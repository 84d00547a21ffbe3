use serde::{Deserialize, Deserializer, Serialize};
use time::OffsetDateTime;

/// The server marshals a feed with no items as `"items": null`. Accept that
/// as an empty list, but keep the field itself required so the untagged
/// channel-message dispatch still keys on its presence.
fn null_as_empty<'de, D>(deserializer: D) -> Result<Vec<FeedItem>, D::Error>
where
    D: Deserializer<'de>,
{
    Ok(Option::<Vec<FeedItem>>::deserialize(deserializer)?.unwrap_or_default())
}

/// Payload the client sends over the channel to (re)subscribe to feed pushes.
pub const SUBSCRIBE_REQUEST: &str = "feed";

/// Application close codes above this threshold end the session for good
/// (feed deleted, secret revoked). Everything at or below is transient.
pub const TERMINAL_CLOSE_THRESHOLD: u16 = 4000;

/// A feed as served by `GET /api/feeds/{name}`.
#[derive(Debug, Clone, PartialEq, Serialize, Deserialize)]
pub struct Feed {
    pub name: String,
    #[serde(deserialize_with = "null_as_empty")]
    pub items: Vec<FeedItem>,
    #[serde(default, skip_serializing_if = "Option::is_none")]
    pub secret: Option<String>,
    #[serde(
        default,
        rename = "vapidpublickey",
        skip_serializing_if = "Option::is_none"
    )]
    pub vapid_public_key: Option<String>,
}

impl Feed {
    /// The usable session secret, if the server granted one. The server
    /// serializes an empty string when the caller is not trusted with it.
    pub fn session_secret(&self) -> Option<&str> {
        self.secret.as_deref().filter(|s| !s.is_empty())
    }
}

/// One item of a feed. `name` is the natural key within a feed; `date` only
/// matters for the snapshot-merge sort.
#[derive(Debug, Clone, PartialEq, Serialize, Deserialize)]
pub struct FeedItem {
    pub name: String,
    #[serde(with = "time::serde::rfc3339")]
    pub date: OffsetDateTime,
    #[serde(rename = "type")]
    pub kind: ItemKind,
}

#[derive(Debug, Clone, Copy, PartialEq, Eq, Serialize, Deserialize)]
#[serde(try_from = "u8", into = "u8")]
pub enum ItemKind {
    Text,
    Image,
    Binary,
}

impl ItemKind {
    pub fn as_str(self) -> &'static str {
        match self {
            ItemKind::Text => "text",
            ItemKind::Image => "image",
            ItemKind::Binary => "binary",
        }
    }
}

impl TryFrom<u8> for ItemKind {
    type Error = String;

    fn try_from(value: u8) -> Result<Self, Self::Error> {
        match value {
            0 => Ok(ItemKind::Text),
            1 => Ok(ItemKind::Image),
            2 => Ok(ItemKind::Binary),
            other => Err(format!("unknown item type {other}")),
        }
    }
}

impl From<ItemKind> for u8 {
    fn from(kind: ItemKind) -> u8 {
        match kind {
            ItemKind::Text => 0,
            ItemKind::Image => 1,
            ItemKind::Binary => 2,
        }
    }
}

/// Messages pushed by the server over the feed channel.
///
/// The wire format carries no discriminant: a snapshot is recognized by its
/// `items` field, a delta by its `action` field. `untagged` keeps that wire
/// contract while the rest of the crate matches on explicit variants.
/// Payloads matching neither shape fail to parse and are dropped by the
/// channel as forward-compatible no-ops.
#[derive(Debug, Clone, PartialEq, Serialize, Deserialize)]
#[serde(untagged)]
pub enum ChannelMessage {
    Snapshot(FeedSnapshot),
    Delta(FeedDelta),
}

/// Full replacement of the item list. The server may rotate the feed secret
/// by including a fresh one here.
#[derive(Debug, Clone, PartialEq, Serialize, Deserialize)]
pub struct FeedSnapshot {
    #[serde(deserialize_with = "null_as_empty")]
    pub items: Vec<FeedItem>,
    #[serde(default, skip_serializing_if = "Option::is_none")]
    pub secret: Option<String>,
    #[serde(
        default,
        rename = "vapidpublickey",
        skip_serializing_if = "Option::is_none"
    )]
    pub vapid_public_key: Option<String>,
}

impl FeedSnapshot {
    pub fn session_secret(&self) -> Option<&str> {
        self.secret.as_deref().filter(|s| !s.is_empty())
    }
}

/// Incremental update to the item list.
#[derive(Debug, Clone, PartialEq, Serialize, Deserialize)]
pub struct FeedDelta {
    pub action: FeedAction,
    #[serde(default, skip_serializing_if = "Option::is_none")]
    pub item: Option<FeedItem>,
}

#[derive(Debug, Clone, Copy, PartialEq, Eq, Serialize, Deserialize)]
#[serde(rename_all = "lowercase")]
pub enum FeedAction {
    Add,
    Remove,
    Empty,
}

#[cfg(test)]
mod tests {
    use super::*;

    #[test]
    fn snapshot_parses_from_full_feed_payload() {
        // Shape the server writes on "feed" requests: the whole public feed.
        let raw = r#"{
            "name": "demo",
            "secret": "abc123",
            "vapidpublickey": "BNcRd...",
            "items": [
                {"name": "x.txt", "date": "2024-03-01T10:00:00.123456789Z", "type": 0},
                {"name": "y.png", "date": "2024-02-29T09:30:00Z", "type": 1}
            ]
        }"#;
        let msg: ChannelMessage = serde_json::from_str(raw).unwrap();
        match msg {
            ChannelMessage::Snapshot(snap) => {
                assert_eq!(snap.items.len(), 2);
                assert_eq!(snap.items[0].name, "x.txt");
                assert_eq!(snap.items[0].kind, ItemKind::Text);
                assert_eq!(snap.session_secret(), Some("abc123"));
            }
            other => panic!("expected snapshot, got {other:?}"),
        }
    }

    #[test]
    fn snapshot_without_secret_parses() {
        let msg: ChannelMessage = serde_json::from_str(r#"{"items": []}"#).unwrap();
        match msg {
            ChannelMessage::Snapshot(snap) => {
                assert!(snap.items.is_empty());
                assert_eq!(snap.session_secret(), None);
            }
            other => panic!("expected snapshot, got {other:?}"),
        }
    }

    #[test]
    fn empty_secret_is_not_a_session_secret() {
        let msg: ChannelMessage =
            serde_json::from_str(r#"{"items": [], "secret": ""}"#).unwrap();
        match msg {
            ChannelMessage::Snapshot(snap) => assert_eq!(snap.session_secret(), None),
            other => panic!("expected snapshot, got {other:?}"),
        }
    }

    #[test]
    fn null_items_means_empty_feed() {
        let msg: ChannelMessage =
            serde_json::from_str(r#"{"items": null, "secret": "s1"}"#).unwrap();
        match msg {
            ChannelMessage::Snapshot(snap) => assert!(snap.items.is_empty()),
            other => panic!("expected snapshot, got {other:?}"),
        }
    }

    #[test]
    fn delta_parses_with_item() {
        let raw = r#"{
            "action": "add",
            "item": {"name": "x.txt", "date": "2024-03-01T10:00:00Z", "type": 0,
                     "feed": {"name": "demo", "items": null, "secret": "", "vapidpublickey": ""}}
        }"#;
        let msg: ChannelMessage = serde_json::from_str(raw).unwrap();
        match msg {
            ChannelMessage::Delta(delta) => {
                assert_eq!(delta.action, FeedAction::Add);
                assert_eq!(delta.item.unwrap().name, "x.txt");
            }
            other => panic!("expected delta, got {other:?}"),
        }
    }

    #[test]
    fn delta_parses_without_item() {
        let msg: ChannelMessage = serde_json::from_str(r#"{"action":"empty"}"#).unwrap();
        match msg {
            ChannelMessage::Delta(delta) => {
                assert_eq!(delta.action, FeedAction::Empty);
                assert!(delta.item.is_none());
            }
            other => panic!("expected delta, got {other:?}"),
        }
    }

    #[test]
    fn unmatched_payload_is_an_error_not_a_variant() {
        assert!(serde_json::from_str::<ChannelMessage>(r#"{"ping": true}"#).is_err());
    }

    #[test]
    fn item_kind_rejects_unknown_discriminant() {
        let raw = r#"{"name": "x", "date": "2024-03-01T10:00:00Z", "type": 7}"#;
        assert!(serde_json::from_str::<FeedItem>(raw).is_err());
    }
}
//! Feed session lifecycle.
//!
//! A [`FeedSession`] ties the HTTP bootstrap, the PIN state machine and the
//! realtime channel together behind explicit `start`/`stop` calls, with no
//! coupling to any rendering framework. Consumers drive it and observe a
//! stream of [`SessionEvent`]s.

use std::sync::Arc;

use thiserror::Error;
use tokio::sync::{mpsc, RwLock};
use tokio::task::JoinHandle;
use tracing::{debug, warn};

use crate::api::{ApiClient, ApiError};
use crate::protocol::{ChannelMessage, FeedItem};
use crate::sync;

pub mod channel;
use channel::{ChannelEvent, FeedChannel};

/// Tri-state authentication status. `Unknown` holds until the first
/// exchange/fetch resolves; `Authenticated` never reverts within a session
/// except through a terminal channel closure.
#[derive(Debug, Clone, Copy, PartialEq, Eq)]
pub enum AuthStatus {
    Unknown,
    Authenticated,
    Unauthenticated,
}

/// What a rendering layer needs to know, in arrival order.
#[derive(Debug)]
pub enum SessionEvent {
    /// Authentication status resolved or changed.
    Auth(AuthStatus),
    /// The reconciled item list after a change, newest first.
    Items(Vec<FeedItem>),
    /// The realtime channel is up and subscribed.
    Connected,
    /// The channel dropped; it reconnects on its own. Status display only.
    Disconnected,
    /// Terminal closure: session state is discarded and the consumer should
    /// navigate back home.
    Ended,
}

#[derive(Debug, Error)]
pub enum SessionError {
    #[error(transparent)]
    Api(#[from] ApiError),
    /// The server accepted the fetch but granted no session secret.
    #[error("feed returned no session secret")]
    MissingSecret,
}

/// One viewing session of one feed.
pub struct FeedSession {
    api: ApiClient,
    feed: String,
    secret: Arc<RwLock<String>>,
    status: AuthStatus,
    vapid_public_key: Option<String>,
    events_tx: mpsc::UnboundedSender<SessionEvent>,
    channel: Option<FeedChannel>,
    pump: Option<JoinHandle<()>>,
}

impl FeedSession {
    pub fn new(
        api: ApiClient,
        feed: impl Into<String>,
    ) -> (Self, mpsc::UnboundedReceiver<SessionEvent>) {
        let (events_tx, events_rx) = mpsc::unbounded_channel();
        let session = Self {
            api,
            feed: feed.into(),
            secret: Arc::new(RwLock::new(String::new())),
            status: AuthStatus::Unknown,
            vapid_public_key: None,
            events_tx,
            channel: None,
            pump: None,
        };
        (session, events_rx)
    }

    pub fn feed_name(&self) -> &str {
        &self.feed
    }

    pub fn status(&self) -> AuthStatus {
        self.status
    }

    /// Push-notification server key, once a snapshot carried one.
    pub fn vapid_public_key(&self) -> Option<&str> {
        self.vapid_public_key.as_deref()
    }

    /// The currently held session secret (empty until authenticated). The
    /// server may rotate it through channel snapshots at any time.
    pub async fn current_secret(&self) -> String {
        self.secret.read().await.clone()
    }

    /// Bootstrap the session and resolve the authentication status.
    ///
    /// A secret carried in the shared link (`url_secret`) is exchanged
    /// first and its outcome always takes precedence; only afterwards does
    /// the plain snapshot fetch run, so a 401 from the latter can never
    /// shadow a successful exchange. Returns `Unauthenticated` when a PIN
    /// is required; any other failure is fatal to the session.
    pub async fn start(&mut self, url_secret: Option<&str>) -> Result<AuthStatus, SessionError> {
        if let Some(candidate) = url_secret {
            match self.api.authenticate_feed(&self.feed, candidate).await {
                Ok(secret) => {
                    self.on_authenticated(secret).await;
                    return Ok(self.status);
                }
                Err(err) => {
                    debug!(feed = %self.feed, error = %err, "link secret rejected, falling back");
                }
            }
        }

        match self.api.get_feed(&self.feed, None).await {
            Ok(feed) => {
                let secret = feed
                    .session_secret()
                    .map(str::to_owned)
                    .ok_or(SessionError::MissingSecret)?;
                *self.secret.write().await = secret;
                self.status = AuthStatus::Authenticated;
                self.vapid_public_key = feed.vapid_public_key.clone();
                let _ = self
                    .events_tx
                    .send(SessionEvent::Auth(AuthStatus::Authenticated));
                let _ = self.events_tx.send(SessionEvent::Items(feed.items.clone()));
                self.open_channel(feed.items);
                Ok(self.status)
            }
            Err(ApiError::Unauthorized) => {
                self.status = AuthStatus::Unauthenticated;
                let _ = self
                    .events_tx
                    .send(SessionEvent::Auth(AuthStatus::Unauthenticated));
                Ok(self.status)
            }
            Err(err) => Err(err.into()),
        }
    }

    /// Exchange a user-entered PIN for a session secret. On success the
    /// session flips to `Authenticated` and the channel starts connecting;
    /// on failure it stays `Unauthenticated` and the caller may retry.
    pub async fn submit_pin(&mut self, pin: &str) -> Result<(), SessionError> {
        let secret = self.api.authenticate_feed(&self.feed, pin).await?;
        self.on_authenticated(secret).await;
        Ok(())
    }

    async fn on_authenticated(&mut self, secret: String) {
        *self.secret.write().await = secret;
        self.status = AuthStatus::Authenticated;
        let _ = self
            .events_tx
            .send(SessionEvent::Auth(AuthStatus::Authenticated));

        // Seed the list over HTTP so consumers render before the channel's
        // first snapshot lands. A failure here is not fatal: the channel
        // delivers the same state moments later.
        let held = self.secret.read().await.clone();
        let initial = match self.api.get_feed(&self.feed, Some(&held)).await {
            Ok(feed) => {
                self.vapid_public_key = feed.vapid_public_key.clone();
                let _ = self.events_tx.send(SessionEvent::Items(feed.items.clone()));
                feed.items
            }
            Err(err) => {
                warn!(feed = %self.feed, error = %err, "snapshot seed failed, relying on channel");
                Vec::new()
            }
        };
        self.open_channel(initial);
    }

    fn open_channel(&mut self, initial_items: Vec<FeedItem>) {
        let (channel_tx, channel_rx) = mpsc::unbounded_channel();
        let channel = FeedChannel::open(
            self.api.clone(),
            self.feed.clone(),
            self.secret.clone(),
            channel_tx,
        );
        self.channel = Some(channel);
        self.pump = Some(tokio::spawn(pump_events(
            channel_rx,
            self.events_tx.clone(),
            self.secret.clone(),
            initial_items,
        )));
    }

    /// Tear the session down: channel first (so no reconnect can fire), then
    /// the event pump. Safe to call on a session that never started.
    pub async fn stop(&mut self) {
        if let Some(channel) = self.channel.take() {
            channel.stop().await;
        }
        if let Some(pump) = self.pump.take() {
            pump.abort();
            let _ = pump.await;
        }
    }
}

/// Turns channel events into session events, owning the reconciled list and
/// applying the push-transport merge policy. Exits on terminal closure,
/// discarding session state first.
async fn pump_events(
    mut channel_rx: mpsc::UnboundedReceiver<ChannelEvent>,
    events: mpsc::UnboundedSender<SessionEvent>,
    secret: Arc<RwLock<String>>,
    mut items: Vec<FeedItem>,
) {
    while let Some(event) = channel_rx.recv().await {
        match event {
            ChannelEvent::Open => {
                let _ = events.send(SessionEvent::Connected);
            }
            ChannelEvent::Message(ChannelMessage::Snapshot(snapshot)) => {
                if let Some(rotated) = snapshot.session_secret() {
                    let mut held = secret.write().await;
                    if *held != rotated {
                        debug!("feed secret rotated");
                        *held = rotated.to_owned();
                    }
                }
                if sync::apply_snapshot(&mut items, snapshot.items) {
                    let _ = events.send(SessionEvent::Items(items.clone()));
                }
            }
            ChannelEvent::Message(ChannelMessage::Delta(delta)) => {
                if sync::apply_delta(&mut items, delta) {
                    let _ = events.send(SessionEvent::Items(items.clone()));
                }
            }
            ChannelEvent::Closed { code } => {
                debug!(?code, "channel interrupted");
                let _ = events.send(SessionEvent::Disconnected);
            }
            ChannelEvent::Terminal { code } => {
                debug!(code, "session ended by server");
                items.clear();
                secret.write().await.clear();
                let _ = events.send(SessionEvent::Ended);
                return;
            }
        }
    }
}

To do ▸ Copy out every line from the records that has the word "caller".

Solution to this problem ▸
    /// serializes an empty string when the caller is not trusted with it.
    /// on failure it stays `Unauthenticated` and the caller may retry.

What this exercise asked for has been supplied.